• _What you are asked to do_
What's needed is a full, exact retyping of the records.

• _Information given_
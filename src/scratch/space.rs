use std::collections::HashMap;
use std::fs::{self, OpenOptions};
use std::io;
use std::path::{Path, PathBuf};
use std::sync::atomic::{AtomicU64, Ordering};
use std::sync::{Arc, Mutex};
use tracing::{debug, info, warn};

use super::guard::ScratchGuard;

/// Category of scratch resource; each kind gets its own directory
#[derive(Debug, Clone, Copy, PartialEq, Eq, Hash)]
pub enum ScratchKind {
    /// Uploaded audio files, saved once before transcription
    Upload,
    /// Per-session live audio chunk files
    LiveAudio,
    /// Concatenated video output awaiting delivery
    MergedVideo,
}

impl ScratchKind {
    pub const ALL: [ScratchKind; 3] = [
        ScratchKind::Upload,
        ScratchKind::LiveAudio,
        ScratchKind::MergedVideo,
    ];

    pub fn dir_name(&self) -> &'static str {
        match self {
            ScratchKind::Upload => "uploads",
            ScratchKind::LiveAudio => "live",
            ScratchKind::MergedVideo => "merged",
        }
    }
}

/// A scratch file allocated by [`ScratchSpace`]
#[derive(Debug, Clone, PartialEq, Eq)]
pub struct ScratchHandle {
    path: PathBuf,
}

impl ScratchHandle {
    pub fn path(&self) -> &Path {
        &self.path
    }
}

#[derive(Debug, thiserror::Error)]
pub enum ScratchError {
    #[error("failed to allocate scratch file in {dir}: {source}")]
    Allocate {
        dir: PathBuf,
        #[source]
        source: io::Error,
    },

    #[error("failed to remove scratch file {path}: {source}")]
    Release {
        path: PathBuf,
        #[source]
        source: io::Error,
    },
}

#[derive(Debug, Clone)]
struct ScratchEntry {
    kind: ScratchKind,
    owner: String,
}

/// Owner of every temporary file the pipeline creates.
///
/// Names are unique for the lifetime of the process: a monotonically
/// increasing counter plus a per-process tag, and the file itself is created
/// with `create_new` so a stale file from another process can never be handed
/// out twice. Only this type deletes scratch files.
///
/// A path is tracked before its file is created and untracked before its file
/// is deleted. The lock only guards the map; file IO happens outside it.
pub struct ScratchSpace {
    root: PathBuf,
    instance: String,
    next_id: AtomicU64,
    live: Mutex<HashMap<PathBuf, ScratchEntry>>,
}

impl ScratchSpace {
    pub fn new(root: impl Into<PathBuf>) -> Result<Self, ScratchError> {
        let root = root.into();

        for kind in ScratchKind::ALL {
            let dir = root.join(kind.dir_name());
            fs::create_dir_all(&dir).map_err(|source| ScratchError::Allocate {
                dir: dir.clone(),
                source,
            })?;
        }

        let instance = uuid::Uuid::new_v4().simple().to_string()[..8].to_string();

        info!("Scratch space ready at {} (instance {})", root.display(), instance);

        Ok(Self {
            root,
            instance,
            next_id: AtomicU64::new(0),
            live: Mutex::new(HashMap::new()),
        })
    }

    pub fn dir(&self, kind: ScratchKind) -> PathBuf {
        self.root.join(kind.dir_name())
    }

    /// Allocate a fresh, empty scratch file.
    ///
    /// `owner` ends up in the file name and is used by [`ScratchSpace::owned_by`];
    /// it is sanitised to `[A-Za-z0-9_-]`.
    pub fn allocate(
        &self,
        kind: ScratchKind,
        owner: &str,
        extension: &str,
    ) -> Result<ScratchHandle, ScratchError> {
        let dir = self.dir(kind);
        let owner_tag = sanitize(owner);
        let extension = sanitize(extension.trim_start_matches('.'));

        loop {
            let id = self.next_id.fetch_add(1, Ordering::SeqCst);
            let path = dir.join(format!(
                "{}-{:06}-{}.{}",
                owner_tag, id, self.instance, extension
            ));

            self.lock_live().insert(
                path.clone(),
                ScratchEntry {
                    kind,
                    owner: owner.to_string(),
                },
            );

            match OpenOptions::new().write(true).create_new(true).open(&path) {
                Ok(_) => {
                    debug!("Allocated scratch file {}", path.display());
                    return Ok(ScratchHandle { path });
                }
                Err(e) => {
                    self.lock_live().remove(&path);
                    // Leftover from an earlier run; take the next number
                    if e.kind() == io::ErrorKind::AlreadyExists {
                        continue;
                    }
                    return Err(ScratchError::Allocate { dir, source: e });
                }
            }
        }
    }

    /// Allocate a file that is released automatically when the guard drops
    pub fn allocate_guard(
        self: &Arc<Self>,
        kind: ScratchKind,
        owner: &str,
        extension: &str,
    ) -> Result<ScratchGuard, ScratchError> {
        let handle = self.allocate(kind, owner, extension)?;
        Ok(ScratchGuard::new(Arc::clone(self), handle))
    }

    /// Remove the file behind `handle`.
    ///
    /// Returns `Ok(true)` if this call released it and `Ok(false)` if it was
    /// already released. A file that cannot be deleted is untracked anyway,
    /// so the next [`ScratchSpace::sweep`] collects it.
    pub fn release(&self, handle: &ScratchHandle) -> Result<bool, ScratchError> {
        if self.lock_live().remove(&handle.path).is_none() {
            return Ok(false);
        }

        match fs::remove_file(&handle.path) {
            Ok(()) => {}
            Err(e) if e.kind() == io::ErrorKind::NotFound => {}
            Err(source) => {
                warn!(
                    "Failed to remove scratch file {}, leaving it for the next sweep: {}",
                    handle.path.display(),
                    source
                );
                return Err(ScratchError::Release {
                    path: handle.path.clone(),
                    source,
                });
            }
        }

        debug!("Released scratch file {}", handle.path.display());

        Ok(true)
    }

    pub fn is_live(&self, path: &Path) -> bool {
        self.lock_live().contains_key(path)
    }

    pub fn live_count(&self) -> usize {
        self.lock_live().len()
    }

    pub fn live_count_of(&self, kind: ScratchKind) -> usize {
        self.lock_live().values().filter(|e| e.kind == kind).count()
    }

    /// Paths currently allocated on behalf of `owner`
    pub fn owned_by(&self, owner: &str) -> Vec<PathBuf> {
        let mut paths: Vec<PathBuf> = self
            .lock_live()
            .iter()
            .filter(|(_, e)| e.owner == owner)
            .map(|(p, _)| p.clone())
            .collect();
        paths.sort();
        paths
    }

    /// Delete untracked files in the kind directories: leftovers from an
    /// earlier process and files whose release failed. Returns the number of
    /// files removed.
    pub fn sweep(&self) -> usize {
        let mut removed = 0;

        for kind in ScratchKind::ALL {
            let dir = self.dir(kind);
            let files: Vec<PathBuf> = match fs::read_dir(&dir) {
                Ok(entries) => entries
                    .flatten()
                    .map(|entry| entry.path())
                    .filter(|path| path.is_file())
                    .collect(),
                Err(e) => {
                    warn!("Cannot read scratch dir {}: {}", dir.display(), e);
                    continue;
                }
            };

            // Listed before the check, so a tracked-later path already existed
            // and its allocation moved on to the next number
            let stale: Vec<PathBuf> = {
                let live = self.lock_live();
                files
                    .into_iter()
                    .filter(|path| !live.contains_key(path))
                    .collect()
            };

            for path in stale {
                match fs::remove_file(&path) {
                    Ok(()) => removed += 1,
                    Err(e) if e.kind() == io::ErrorKind::NotFound => {}
                    Err(e) => warn!("Failed to sweep {}: {}", path.display(), e),
                }
            }
        }

        if removed > 0 {
            info!("Swept {} stale scratch files", removed);
        }

        removed
    }

    fn lock_live(&self) -> std::sync::MutexGuard<'_, HashMap<PathBuf, ScratchEntry>> {
        // A panic while holding the lock cannot leave the map half-updated
        self.live.lock().unwrap_or_else(|poisoned| poisoned.into_inner())
    }
}

fn sanitize(s: &str) -> String {
    let cleaned: String = s
        .chars()
        .map(|c| {
            if c.is_ascii_alphanumeric() || c == '-' || c == '_' {
                c
            } else {
                '_'
            }
        })
        .collect();

    if cleaned.is_empty() {
        "scratch".to_string()
    } else {
        cleaned
    }
}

• _Output for this exercise_
filename src/scratch/space.rs
use std::collections::HashMap;
use std::fs::{self, OpenOptions};
use std::io;
use std::path::{Path, PathBuf};
use std::sync::atomic::{AtomicU64, Ordering};
use std::sync::{Arc, Mutex};
use tracing::{debug, info, warn};

use super::guard::ScratchGuard;

/// Category of scratch resource; each kind gets its own directory
#[derive(Debug, Clone, Copy, PartialEq, Eq, Hash)]
pub enum ScratchKind {
    /// Uploaded audio files, saved once before transcription
    Upload,
    /// Per-session live audio chunk files
    LiveAudio,
    /// Concatenated video output awaiting delivery
    MergedVideo,
}

impl ScratchKind {
    pub const ALL: [ScratchKind; 3] = [
        ScratchKind::Upload,
        ScratchKind::LiveAudio,
        ScratchKind::MergedVideo,
    ];

    pub fn dir_name(&self) -> &'static str {
        match self {
            ScratchKind::Upload => "uploads",
            ScratchKind::LiveAudio => "live",
            ScratchKind::MergedVideo => "merged",
        }
    }
}

/// A scratch file allocated by [`ScratchSpace`]
#[derive(Debug, Clone, PartialEq, Eq)]
pub struct ScratchHandle {
    path: PathBuf,
}

impl ScratchHandle {
    pub fn path(&self) -> &Path {
        &self.path
    }
}

#[derive(Debug, thiserror::Error)]
pub enum ScratchError {
    #[error("failed to allocate scratch file in {dir}: {source}")]
    Allocate {
        dir: PathBuf,
        #[source]
        source: io::Error,
    },

    #[error("failed to remove scratch file {path}: {source}")]
    Release {
        path: PathBuf,
        #[source]
        source: io::Error,
    },
}

#[derive(Debug, Clone)]
struct ScratchEntry {
    kind: ScratchKind,
    owner: String,
}

/// Owner of every temporary file the pipeline creates.
///
/// Names are unique for the lifetime of the process: a monotonically
/// increasing counter plus a per-process tag, and the file itself is created
/// with `create_new` so a stale file from another process can never be handed
/// out twice. Only this type deletes scratch files.
///
/// A path is tracked before its file is created and untracked before its file
/// is deleted. The lock only guards the map; file IO happens outside it.
pub struct ScratchSpace {
    root: PathBuf,
    instance: String,
    next_id: AtomicU64,
    live: Mutex<HashMap<PathBuf, ScratchEntry>>,
}

impl ScratchSpace {
    pub fn new(root: impl Into<PathBuf>) -> Result<Self, ScratchError> {
        let root = root.into();

        for kind in ScratchKind::ALL {
            let dir = root.join(kind.dir_name());
            fs::create_dir_all(&dir).map_err(|source| ScratchError::Allocate {
                dir: dir.clone(),
                source,
            })?;
        }

        let instance = uuid::Uuid::new_v4().simple().to_string()[..8].to_string();

        info!("Scratch space ready at {} (instance {})", root.display(), instance);

        Ok(Self {
            root,
            instance,
            next_id: AtomicU64::new(0),
            live: Mutex::new(HashMap::new()),
        })
    }

    pub fn dir(&self, kind: ScratchKind) -> PathBuf {
        self.root.join(kind.dir_name())
    }

    /// Allocate a fresh, empty scratch file.
    ///
    /// `owner` ends up in the file name and is used by [`ScratchSpace::owned_by`];
    /// it is sanitised to `[A-Za-z0-9_-]`.
    pub fn allocate(
        &self,
        kind: ScratchKind,
        owner: &str,
        extension: &str,
    ) -> Result<ScratchHandle, ScratchError> {
        let dir = self.dir(kind);
        let owner_tag = sanitize(owner);
        let extension = sanitize(extension.trim_start_matches('.'));

        loop {
            let id = self.next_id.fetch_add(1, Ordering::SeqCst);
            let path = dir.join(format!(
                "{}-{:06}-{}.{}",
                owner_tag, id, self.instance, extension
            ));

            self.lock_live().insert(
                path.clone(),
                ScratchEntry {
                    kind,
                    owner: owner.to_string(),
                },
            );

            match OpenOptions::new().write(true).create_new(true).open(&path) {
                Ok(_) => {
                    debug!("Allocated scratch file {}", path.display());
                    return Ok(ScratchHandle { path });
                }
                Err(e) => {
                    self.lock_live().remove(&path);
                    // Leftover from an earlier run; take the next number
                    if e.kind() == io::ErrorKind::AlreadyExists {
                        continue;
                    }
                    return Err(ScratchError::Allocate { dir, source: e });
                }
            }
        }
    }

    /// Allocate a file that is released automatically when the guard drops
    pub fn allocate_guard(
        self: &Arc<Self>,
        kind: ScratchKind,
        owner: &str,
        extension: &str,
    ) -> Result<ScratchGuard, ScratchError> {
        let handle = self.allocate(kind, owner, extension)?;
        Ok(ScratchGuard::new(Arc::clone(self), handle))
    }

    /// Remove the file behind `handle`.
    ///
    /// Returns `Ok(true)` if this call released it and `Ok(false)` if it was
    /// already released. A file that cannot be deleted is untracked anyway,
    /// so the next [`ScratchSpace::sweep`] collects it.
    pub fn release(&self, handle: &ScratchHandle) -> Result<bool, ScratchError> {
        if self.lock_live().remove(&handle.path).is_none() {
            return Ok(false);
        }

        match fs::remove_file(&handle.path) {
            Ok(()) => {}
            Err(e) if e.kind() == io::ErrorKind::NotFound => {}
            Err(source) => {
                warn!(
                    "Failed to remove scratch file {}, leaving it for the next sweep: {}",
                    handle.path.display(),
                    source
                );
                return Err(ScratchError::Release {
                    path: handle.path.clone(),
                    source,
                });
            }
        }

        debug!("Released scratch file {}", handle.path.display());

        Ok(true)
    }

    pub fn is_live(&self, path: &Path) -> bool {
        self.lock_live().contains_key(path)
    }

    pub fn live_count(&self) -> usize {
        self.lock_live().len()
    }

    pub fn live_count_of(&self, kind: ScratchKind) -> usize {
        self.lock_live().values().filter(|e| e.kind == kind).count()
    }

    /// Paths currently allocated on behalf of `owner`
    pub fn owned_by(&self, owner: &str) -> Vec<PathBuf> {
        let mut paths: Vec<PathBuf> = self
            .lock_live()
            .iter()
            .filter(|(_, e)| e.owner == owner)
            .map(|(p, _)| p.clone())
            .collect();
        paths.sort();
        paths
    }

    /// Delete untracked files in the kind directories: leftovers from an
    /// earlier process and files whose release failed. Returns the number of
    /// files removed.
    pub fn sweep(&self) -> usize {
        let mut removed = 0;

        for kind in ScratchKind::ALL {
            let dir = self.dir(kind);
            let files: Vec<PathBuf> = match fs::read_dir(&dir) {
                Ok(entries) => entries
                    .flatten()
                    .map(|entry| entry.path())
                    .filter(|path| path.is_file())
                    .collect(),
                Err(e) => {
                    warn!("Cannot read scratch dir {}: {}", dir.display(), e);
                    continue;
                }
            };

            // Listed before the check, so a tracked-later path already existed
            // and its allocation moved on to the next number
            let stale: Vec<PathBuf> = {
                let live = self.lock_live();
                files
                    .into_iter()
                    .filter(|path| !live.contains_key(path))
                    .collect()
            };

            for path in stale {
                match fs::remove_file(&path) {
                    Ok(()) => removed += 1,
                    Err(e) if e.kind() == io::ErrorKind::NotFound => {}
                    Err(e) => warn!("Failed to sweep {}: {}", path.display(), e),
                }
            }
        }

        if removed > 0 {
            info!("Swept {} stale scratch files", removed);
        }

        removed
    }

    fn lock_live(&self) -> std::sync::MutexGuard<'_, HashMap<PathBuf, ScratchEntry>> {
        // A panic while holding the lock cannot leave the map half-updated
        self.live.lock().unwrap_or_else(|poisoned| poisoned.into_inner())
    }
}

fn sanitize(s: &str) -> String {
    let cleaned: String = s
        .chars()
        .map(|c| {
            if c.is_ascii_alphanumeric() || c == '-' || c == '_' {
                c
            } else {
                '_'
            }
        })
        .collect();

    if cleaned.is_empty() {
        "scratch".to_string()
    } else {
        cleaned
    }
}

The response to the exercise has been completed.